**Work item**: Write out all the data again, exactly as shown.

**Input material**:
++++
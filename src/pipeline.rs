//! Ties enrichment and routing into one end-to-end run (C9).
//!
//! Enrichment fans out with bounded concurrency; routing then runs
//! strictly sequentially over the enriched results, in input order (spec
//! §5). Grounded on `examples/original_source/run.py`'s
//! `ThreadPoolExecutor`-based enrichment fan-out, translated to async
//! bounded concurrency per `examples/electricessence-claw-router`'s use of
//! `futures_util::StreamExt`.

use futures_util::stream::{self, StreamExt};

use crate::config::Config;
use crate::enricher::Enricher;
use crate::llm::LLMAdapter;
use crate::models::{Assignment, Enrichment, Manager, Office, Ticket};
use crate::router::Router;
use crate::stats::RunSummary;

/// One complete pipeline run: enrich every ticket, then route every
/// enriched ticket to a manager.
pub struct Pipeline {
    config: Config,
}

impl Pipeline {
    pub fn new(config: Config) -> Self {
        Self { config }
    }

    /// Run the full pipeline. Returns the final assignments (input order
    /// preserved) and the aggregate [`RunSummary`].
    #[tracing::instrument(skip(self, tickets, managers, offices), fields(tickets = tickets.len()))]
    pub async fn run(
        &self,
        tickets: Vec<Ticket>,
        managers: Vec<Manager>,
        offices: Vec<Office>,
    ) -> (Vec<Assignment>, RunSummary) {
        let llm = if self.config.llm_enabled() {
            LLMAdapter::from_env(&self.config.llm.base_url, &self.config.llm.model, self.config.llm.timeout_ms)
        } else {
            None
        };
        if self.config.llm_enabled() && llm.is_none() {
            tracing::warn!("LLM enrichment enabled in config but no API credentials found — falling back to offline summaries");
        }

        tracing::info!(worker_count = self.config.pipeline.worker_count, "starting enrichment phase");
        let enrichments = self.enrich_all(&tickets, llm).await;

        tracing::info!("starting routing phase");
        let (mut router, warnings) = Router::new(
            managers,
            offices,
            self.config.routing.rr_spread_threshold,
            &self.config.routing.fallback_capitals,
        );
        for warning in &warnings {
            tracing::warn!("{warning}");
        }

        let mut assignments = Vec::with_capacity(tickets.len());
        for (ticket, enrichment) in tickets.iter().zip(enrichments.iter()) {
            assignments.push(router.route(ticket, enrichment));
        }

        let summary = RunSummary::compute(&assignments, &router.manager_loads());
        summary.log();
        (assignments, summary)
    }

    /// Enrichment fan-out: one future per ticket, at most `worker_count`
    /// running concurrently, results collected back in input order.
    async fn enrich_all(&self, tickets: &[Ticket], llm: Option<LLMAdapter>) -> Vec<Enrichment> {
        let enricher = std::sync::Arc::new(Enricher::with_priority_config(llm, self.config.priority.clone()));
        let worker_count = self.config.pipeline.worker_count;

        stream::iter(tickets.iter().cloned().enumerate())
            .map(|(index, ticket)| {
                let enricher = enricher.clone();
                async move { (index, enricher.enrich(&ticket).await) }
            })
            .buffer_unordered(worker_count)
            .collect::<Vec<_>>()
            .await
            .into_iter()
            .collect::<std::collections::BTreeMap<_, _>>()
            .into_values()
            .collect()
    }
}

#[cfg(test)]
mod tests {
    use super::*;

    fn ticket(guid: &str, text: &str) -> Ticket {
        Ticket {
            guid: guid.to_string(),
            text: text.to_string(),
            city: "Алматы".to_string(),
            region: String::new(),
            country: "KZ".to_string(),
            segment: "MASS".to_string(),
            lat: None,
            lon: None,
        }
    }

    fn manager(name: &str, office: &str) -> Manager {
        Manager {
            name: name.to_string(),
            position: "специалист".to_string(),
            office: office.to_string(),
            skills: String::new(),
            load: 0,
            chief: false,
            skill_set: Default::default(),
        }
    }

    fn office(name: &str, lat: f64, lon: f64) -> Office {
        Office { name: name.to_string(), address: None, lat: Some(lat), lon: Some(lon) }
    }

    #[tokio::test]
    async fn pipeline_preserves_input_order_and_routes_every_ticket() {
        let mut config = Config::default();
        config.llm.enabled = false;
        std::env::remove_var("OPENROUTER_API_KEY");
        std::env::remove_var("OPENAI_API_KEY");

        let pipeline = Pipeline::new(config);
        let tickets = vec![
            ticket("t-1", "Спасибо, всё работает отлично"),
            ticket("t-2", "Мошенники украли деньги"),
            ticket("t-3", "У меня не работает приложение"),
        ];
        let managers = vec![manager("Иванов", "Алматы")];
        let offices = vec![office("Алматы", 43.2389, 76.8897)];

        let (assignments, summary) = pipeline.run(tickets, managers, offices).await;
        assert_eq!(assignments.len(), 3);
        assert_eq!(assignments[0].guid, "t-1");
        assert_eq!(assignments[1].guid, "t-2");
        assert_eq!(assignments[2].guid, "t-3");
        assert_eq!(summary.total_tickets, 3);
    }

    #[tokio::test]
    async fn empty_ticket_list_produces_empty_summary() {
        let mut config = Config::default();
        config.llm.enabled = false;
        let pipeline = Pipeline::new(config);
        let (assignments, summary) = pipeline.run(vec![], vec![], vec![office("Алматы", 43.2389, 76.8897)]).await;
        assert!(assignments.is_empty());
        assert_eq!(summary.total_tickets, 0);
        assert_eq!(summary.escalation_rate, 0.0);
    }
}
++++
**Result**:
filename src/pipeline.rs
//! Ties enrichment and routing into one end-to-end run (C9).
//!
//! Enrichment fans out with bounded concurrency; routing then runs
//! strictly sequentially over the enriched results, in input order (spec
//! §5). Grounded on `examples/original_source/run.py`'s
//! `ThreadPoolExecutor`-based enrichment fan-out, translated to async
//! bounded concurrency per `examples/electricessence-claw-router`'s use of
//! `futures_util::StreamExt`.

use futures_util::stream::{self, StreamExt};

use crate::config::Config;
use crate::enricher::Enricher;
use crate::llm::LLMAdapter;
use crate::models::{Assignment, Enrichment, Manager, Office, Ticket};
use crate::router::Router;
use crate::stats::RunSummary;

/// One complete pipeline run: enrich every ticket, then route every
/// enriched ticket to a manager.
pub struct Pipeline {
    config: Config,
}

impl Pipeline {
    pub fn new(config: Config) -> Self {
        Self { config }
    }

    /// Run the full pipeline. Returns the final assignments (input order
    /// preserved) and the aggregate [`RunSummary`].
    #[tracing::instrument(skip(self, tickets, managers, offices), fields(tickets = tickets.len()))]
    pub async fn run(
        &self,
        tickets: Vec<Ticket>,
        managers: Vec<Manager>,
        offices: Vec<Office>,
    ) -> (Vec<Assignment>, RunSummary) {
        let llm = if self.config.llm_enabled() {
            LLMAdapter::from_env(&self.config.llm.base_url, &self.config.llm.model, self.config.llm.timeout_ms)
        } else {
            None
        };
        if self.config.llm_enabled() && llm.is_none() {
            tracing::warn!("LLM enrichment enabled in config but no API credentials found — falling back to offline summaries");
        }

        tracing::info!(worker_count = self.config.pipeline.worker_count, "starting enrichment phase");
        let enrichments = self.enrich_all(&tickets, llm).await;

        tracing::info!("starting routing phase");
        let (mut router, warnings) = Router::new(
            managers,
            offices,
            self.config.routing.rr_spread_threshold,
            &self.config.routing.fallback_capitals,
        );
        for warning in &warnings {
            tracing::warn!("{warning}");
        }

        let mut assignments = Vec::with_capacity(tickets.len());
        for (ticket, enrichment) in tickets.iter().zip(enrichments.iter()) {
            assignments.push(router.route(ticket, enrichment));
        }

        let summary = RunSummary::compute(&assignments, &router.manager_loads());
        summary.log();
        (assignments, summary)
    }

    /// Enrichment fan-out: one future per ticket, at most `worker_count`
    /// running concurrently, results collected back in input order.
    async fn enrich_all(&self, tickets: &[Ticket], llm: Option<LLMAdapter>) -> Vec<Enrichment> {
        let enricher = std::sync::Arc::new(Enricher::with_priority_config(llm, self.config.priority.clone()));
        let worker_count = self.config.pipeline.worker_count;

        stream::iter(tickets.iter().cloned().enumerate())
            .map(|(index, ticket)| {
                let enricher = enricher.clone();
                async move { (index, enricher.enrich(&ticket).await) }
            })
            .buffer_unordered(worker_count)
            .collect::<Vec<_>>()
            .await
            .into_iter()
            .collect::<std::collections::BTreeMap<_, _>>()
            .into_values()
            .collect()
    }
}

#[cfg(test)]
mod tests {
    use super::*;

    fn ticket(guid: &str, text: &str) -> Ticket {
        Ticket {
            guid: guid.to_string(),
            text: text.to_string(),
            city: "Алматы".to_string(),
            region: String::new(),
            country: "KZ".to_string(),
            segment: "MASS".to_string(),
            lat: None,
            lon: None,
        }
    }

    fn manager(name: &str, office: &str) -> Manager {
        Manager {
            name: name.to_string(),
            position: "специалист".to_string(),
            office: office.to_string(),
            skills: String::new(),
            load: 0,
            chief: false,
            skill_set: Default::default(),
        }
    }

    fn office(name: &str, lat: f64, lon: f64) -> Office {
        Office { name: name.to_string(), address: None, lat: Some(lat), lon: Some(lon) }
    }

    #[tokio::test]
    async fn pipeline_preserves_input_order_and_routes_every_ticket() {
        let mut config = Config::default();
        config.llm.enabled = false;
        std::env::remove_var("OPENROUTER_API_KEY");
        std::env::remove_var("OPENAI_API_KEY");

        let pipeline = Pipeline::new(config);
        let tickets = vec![
            ticket("t-1", "Спасибо, всё работает отлично"),
            ticket("t-2", "Мошенники украли деньги"),
            ticket("t-3", "У меня не работает приложение"),
        ];
        let managers = vec![manager("Иванов", "Алматы")];
        let offices = vec![office("Алматы", 43.2389, 76.8897)];

        let (assignments, summary) = pipeline.run(tickets, managers, offices).await;
        assert_eq!(assignments.len(), 3);
        assert_eq!(assignments[0].guid, "t-1");
        assert_eq!(assignments[1].guid, "t-2");
        assert_eq!(assignments[2].guid, "t-3");
        assert_eq!(summary.total_tickets, 3);
    }

    #[tokio::test]
    async fn empty_ticket_list_produces_empty_summary() {
        let mut config = Config::default();
        config.llm.enabled = false;
        let pipeline = Pipeline::new(config);
        let (assignments, summary) = pipeline.run(vec![], vec![], vec![office("Алматы", 43.2389, 76.8897)]).await;
        assert!(assignments.is_empty());
        assert_eq!(summary.total_tickets, 0);
        assert_eq!(summary.escalation_rate, 0.0);
    }
}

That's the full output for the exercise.